1.1 : On unix systems, when I run a PyDSTool script involving a C-based ODE integrator, I get the error: "don't know how to compile C/C++ code on platform 'posix' with 'gcc' compiler". How do I fix it?
The most likely problem is that Python's compiler, accessed through the 'distutils' package, is looking at an environment variable 'CC' that is set wrong. Go to the Python installation directory's /lib/python2.4/config/Makefile. Grep that file for gcc and see if the first line returned starts with CC = gcc ... e.g. something like this
$ cd python_installation_dir
$ grep -n gcc /lib/python2.4/config/Makefile
If this entry is not set correctly you might have to rebuild Python with that entry changed by hand.
You should also see what your shell's CC is set to, e.g. using the 'set' command from the unix prompt. There is an identically-named environment variable in the shell, which may not be the critical one to have set correctly. The shell environment variable CC does not necessarily have to be set to 'gcc'. If the makefile is correct for you, but the shell CC is not, you could try 'export CC=gcc' or 'set CC=gcc' before the python session to see if that works. ... and please let me know the outcome!
1.2 : Are there going to be installers available for the different platforms?
For unix systems we are developing a shell script using autoconf that will collect and compile appropriate versions of the sources for the underlying libraries and their dependencies. Windows installation from binaries is relatively simple in comparison, but Windows users wishing to install using a comparable script will probably have to have a unix-like shell already available (such as Cygwin or MinGW's MinSys). We are also investigating the use of a proper Python setup.py installer for PyDSTool itself.

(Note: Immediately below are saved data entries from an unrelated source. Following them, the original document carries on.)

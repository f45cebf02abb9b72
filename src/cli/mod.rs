//! CLI module for pgbreaker
//!
//! Operator commands for inspecting a pool against a live database:
//!
//! ```bash
//! # Initialize a pool and print its status
//! pgbreaker check --json
//!
//! # Run SELECT 1 through the pool
//! pgbreaker ping --count 10
//!
//! # Keep pinging and report status transitions
//! pgbreaker watch --interval-ms 500
//! ```

pub mod commands;

use tracing::warn;

use crate::config::PoolOptions;
use crate::pool::Pool;
use crate::postgres::PgProvider;

/// Create a PostgreSQL pool, keeping it even if initialization failed
///
/// A failed pool regenerates itself once its cooldown has elapsed, so
/// long-running commands carry on with it.
pub async fn open_pool(options: PoolOptions) -> Pool<PgProvider> {
    match Pool::init(options, PgProvider).await {
        Ok(pool) => pool,
        Err(err) => {
            warn!(error = %err.error, "Pool initialization failed, waiting for regeneration");
            err.into_pool()
        }
    }
}
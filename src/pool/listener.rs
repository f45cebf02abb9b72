//! Pool status and the task that keeps it in sync with the breaker

use std::fmt;
use std::sync::atomic::{AtomicU8, Ordering};
use std::sync::Arc;

use serde::Serialize;
use tokio::sync::mpsc;
use tokio::task::JoinHandle;
use tracing::{debug, info, warn};

use super::circuit::BreakerEvent;

/// Externally visible pool status
#[derive(Debug, Clone, Copy, PartialEq, Eq, Serialize)]
#[serde(rename_all = "lowercase")]
#[repr(u8)]
pub enum PoolStatus {
    /// Connections are being served
    Ready = 0,

    /// The breaker was reset and the pool is being rebuilt
    Regenerating = 1,

    /// The breaker tripped; the pool waits for its cooldown
    Failed = 2,
}

impl PoolStatus {
    /// Get a human-readable status name
    pub fn name(&self) -> &str {
        match self {
            PoolStatus::Ready => "ready",
            PoolStatus::Regenerating => "regenerating",
            PoolStatus::Failed => "failed",
        }
    }

    fn from_u8(value: u8) -> Self {
        match value {
            0 => PoolStatus::Ready,
            1 => PoolStatus::Regenerating,
            _ => PoolStatus::Failed,
        }
    }
}

impl fmt::Display for PoolStatus {
    fn fmt(&self, f: &mut fmt::Formatter<'_>) -> fmt::Result {
        f.write_str(self.name())
    }
}

/// Shared, lock-free holder for the pool status
#[derive(Debug)]
pub struct StatusCell(AtomicU8);

impl StatusCell {
    pub fn new(status: PoolStatus) -> Self {
        Self(AtomicU8::new(status as u8))
    }

    pub fn get(&self) -> PoolStatus {
        PoolStatus::from_u8(self.0.load(Ordering::Acquire))
    }

    pub fn set(&self, status: PoolStatus) {
        self.0.store(status as u8, Ordering::Release);
    }
}

/// Apply one breaker event to the status
pub fn apply(event: BreakerEvent, status: &StatusCell) {
    debug!(event = event.name(), "Breaker event");

    let next = match event {
        BreakerEvent::Tripped => PoolStatus::Failed,
        BreakerEvent::Reset => PoolStatus::Regenerating,
        BreakerEvent::Ready => PoolStatus::Ready,
        BreakerEvent::Fail => return,
    };

    let previous = status.get();
    status.set(next);
    if previous != next {
        match next {
            PoolStatus::Failed => warn!(from = %previous, to = %next, "Pool status changed"),
            _ => info!(from = %previous, to = %next, "Pool status changed"),
        }
    }
}

/// Start the listener task
///
/// The task runs until the breaker, and with it every sender, is dropped.
pub fn spawn(
    mut events: mpsc::UnboundedReceiver<BreakerEvent>,
    status: Arc<StatusCell>,
) -> JoinHandle<()> {
    tokio::spawn(async move {
        while let Some(event) = events.recv().await {
            apply(event, &status);
        }
        debug!("Breaker event stream closed, state listener exiting");
    })
}
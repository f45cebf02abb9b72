use anyhow::Result;
use futures::future::BoxFuture;
use std::time::{Duration, Instant};
use tokio_postgres::Client;

use crate::config::PoolOptions;
use crate::pool::{Pool, PoolStats};
use crate::postgres::PgProvider;

fn select_one(client: &mut Client) -> BoxFuture<'_, Result<(), tokio_postgres::Error>> {
    Box::pin(async move { client.simple_query("SELECT 1").await.map(|_| ()) })
}

fn print_stats(stats: &PoolStats) {
    println!("Status:                {}", stats.status);
    println!("Pool size:             {}", stats.size);
    println!("Idle slots:            {}", stats.idle);
    println!("Checked out:           {}", stats.checked_out);
    println!("Empty slots:           {}", stats.empty_slots);
    println!("Connect failures:      {}", stats.failures);
    println!("Regeneration attempts: {}", stats.regeneration_attempts);
    println!(
        "Breaker:               {} ({} ok / {} failed, {:.0}% errors, tripped {} times)",
        if stats.breaker.tripped { "tripped" } else { "closed" },
        stats.breaker.successes,
        stats.breaker.failures,
        stats.breaker.error_rate * 100.0,
        stats.breaker.trip_count,
    );
}

/// Check command - initialize a pool and report its state
pub async fn cmd_check(options: PoolOptions, json: bool) -> Result<()> {
    let (pool, init_error) = match Pool::init(options, PgProvider).await {
        Ok(pool) => (pool, None),
        Err(err) => (err.pool, Some(err.error)),
    };

    let stats = pool.stats().await;
    if json {
        println!("{}", serde_json::to_string_pretty(&stats)?);
    } else {
        let config = pool.config();
        println!(
            "Target:                {}",
            if pool.url().is_some() { "configured" } else { "missing" }
        );
        println!(
            "Breaker threshold:     {:.0}% over {} samples",
            config.fail_rate * 100.0,
            config.universe
        );
        println!("Call timeout:          {:?}", config.timeout);
        println!("Regeneration cooldown: {:?}", config.regeneration_cooldown);
        print_stats(&stats);
    }

    pool.close().await;

    if let Some(error) = init_error {
        anyhow::bail!("Pool initialization failed: {}", error);
    }

    Ok(())
}

/// Ping command - run `SELECT 1` through the pool
pub async fn cmd_ping(options: PoolOptions, count: usize) -> Result<()> {
    let pool = crate::cli::open_pool(options).await;
    let mut failed = 0;

    for attempt in 1..=count {
        let start = Instant::now();
        match pool.execute(select_one).await {
            Ok(()) => println!(
                "ping {}: ok ({:.2}ms)",
                attempt,
                start.elapsed().as_secs_f64() * 1000.0
            ),
            Err(e) => {
                failed += 1;
                println!("ping {}: {} [pool {}]", attempt, e, pool.state());
            }
        }
    }

    pool.close().await;

    if failed > 0 {
        anyhow::bail!("{} of {} pings failed", failed, count);
    }

    Ok(())
}

/// Watch command - ping on an interval and print status transitions
///
/// Runs until `iterations` pings were sent (0 = forever) or Ctrl-C.
pub async fn cmd_watch(options: PoolOptions, interval_ms: u64, iterations: u64) -> Result<()> {
    let pool = crate::cli::open_pool(options).await;
    let started = Instant::now();
    let mut ticker = tokio::time::interval(Duration::from_millis(interval_ms.max(1)));
    let mut last_status = pool.state();
    let mut sent = 0u64;

    println!("[{:>8.1}s] pool {}", 0.0, last_status);

    loop {
        tokio::select! {
            _ = ticker.tick() => {}
            _ = tokio::signal::ctrl_c() => break,
        }

        let outcome = pool.execute(select_one).await;
        sent += 1;

        let status = pool.state();
        if status != last_status {
            println!(
                "[{:>8.1}s] pool {} -> {}",
                started.elapsed().as_secs_f64(),
                last_status,
                status
            );
            last_status = status;
        }

        if let Err(e) = outcome {
            println!("[{:>8.1}s] ping failed: {}", started.elapsed().as_secs_f64(), e);
        }

        if iterations > 0 && sent >= iterations {
            break;
        }
    }

    print_stats(&pool.stats().await);
    pool.close().await;

    Ok(())
}
use pgbreaker::config::{self, PoolConfig};
use std::env;
use std::fs;
use std::time::Duration;
use tempfile::TempDir;

/// Test loading configuration from YAML file
#[test]
fn test_load_yaml_config() {
    let yaml = r#"
host: db.internal
user: app
password: hunter2
database: orders
pool_size: 8
fail_rate: 0.25
universe: 20
timeout_ms: 1500
regeneration_cooldown_ms: 10000
"#;

    let temp_dir = TempDir::new().unwrap();
    let config_path = temp_dir.path().join("pool.yaml");
    fs::write(&config_path, yaml).unwrap();

    let options = config::load_from_yaml(&config_path).unwrap();
    assert_eq!(options.host.as_deref(), Some("db.internal"));
    assert_eq!(options.pool_size, 8);

    let config = PoolConfig::normalize(&options, None);
    assert_eq!(
        config.url.as_deref(),
        Some("user=app dbname=orders host=db.internal password=hunter2")
    );
    assert_eq!(config.pool_size, 8);
    assert_eq!(config.fail_rate, 0.25);
    assert_eq!(config.universe, 20);
    assert_eq!(config.timeout, Duration::from_millis(1500));
    assert_eq!(config.regeneration_cooldown, Duration::from_secs(10));
}

/// Test that a broken YAML file is reported rather than defaulted
#[test]
fn test_invalid_yaml_is_rejected() {
    let temp_dir = TempDir::new().unwrap();
    let config_path = temp_dir.path().join("pool.yaml");
    fs::write(&config_path, "pool_size: [not, a, number]\n").unwrap();

    assert!(config::load_from_yaml(&config_path).is_err());
    assert!(config::load_config(Some("/nonexistent/pool.yaml")).is_err());
}

/// Test loading configuration from environment variables
///
/// Kept as a single test so no other test observes the variables.
#[test]
fn test_load_env_config() {
    let names = [
        "DATABASE_URL",
        "PG_HOST",
        "POOL_SIZE",
        "POOL_FAIL_RATE",
        "POOL_UNIVERSE",
        "POOL_TIMEOUT_MS",
        "POOL_REGENERATION_COOLDOWN_MS",
    ];
    let saved: Vec<(&str, Option<String>)> =
        names.iter().map(|name| (*name, env::var(name).ok())).collect();

    env::remove_var("PG_HOST");
    env::set_var("DATABASE_URL", "postgres://app@localhost/orders");
    env::set_var("POOL_SIZE", "4");
    env::set_var("POOL_FAIL_RATE", "0.75");
    env::set_var("POOL_UNIVERSE", "2");
    env::set_var("POOL_TIMEOUT_MS", "250");
    env::set_var("POOL_REGENERATION_COOLDOWN_MS", "500");

    let options = config::load_config(None).unwrap();
    let config = PoolConfig::normalize(&options, None);

    assert_eq!(config.url.as_deref(), Some("postgres://app@localhost/orders"));
    assert_eq!(config.pool_size, 4);
    assert_eq!(config.fail_rate, 0.75);
    // Raised to the pool size
    assert_eq!(config.universe, 4);
    assert_eq!(config.timeout, Duration::from_millis(250));
    assert_eq!(config.regeneration_cooldown, Duration::from_millis(500));

    env::set_var("POOL_SIZE", "lots");
    assert!(config::load_from_env().is_err());

    for (name, value) in saved {
        cleanup_env(name, value);
    }
}

/// Helper function to cleanup environment variables
fn cleanup_env(key: &str, orig_val: Option<String>) {
    match orig_val {
        Some(val) => env::set_var(key, val),
        None => env::remove_var(key),
    }
}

There are problems in Python when trying to express powers in the form x^p, where x and p are floating point numbers. The safest solution is to use the syntax pow(x,p) or x**p instead. PyDStool provides a utility called 'convertPowers(my_string, target)' which will automatically convert expressions involving powers (using any mixture of ^, **, or pow()), and return the converted string. The target argument must be a string: '^', '**', or 'pow'.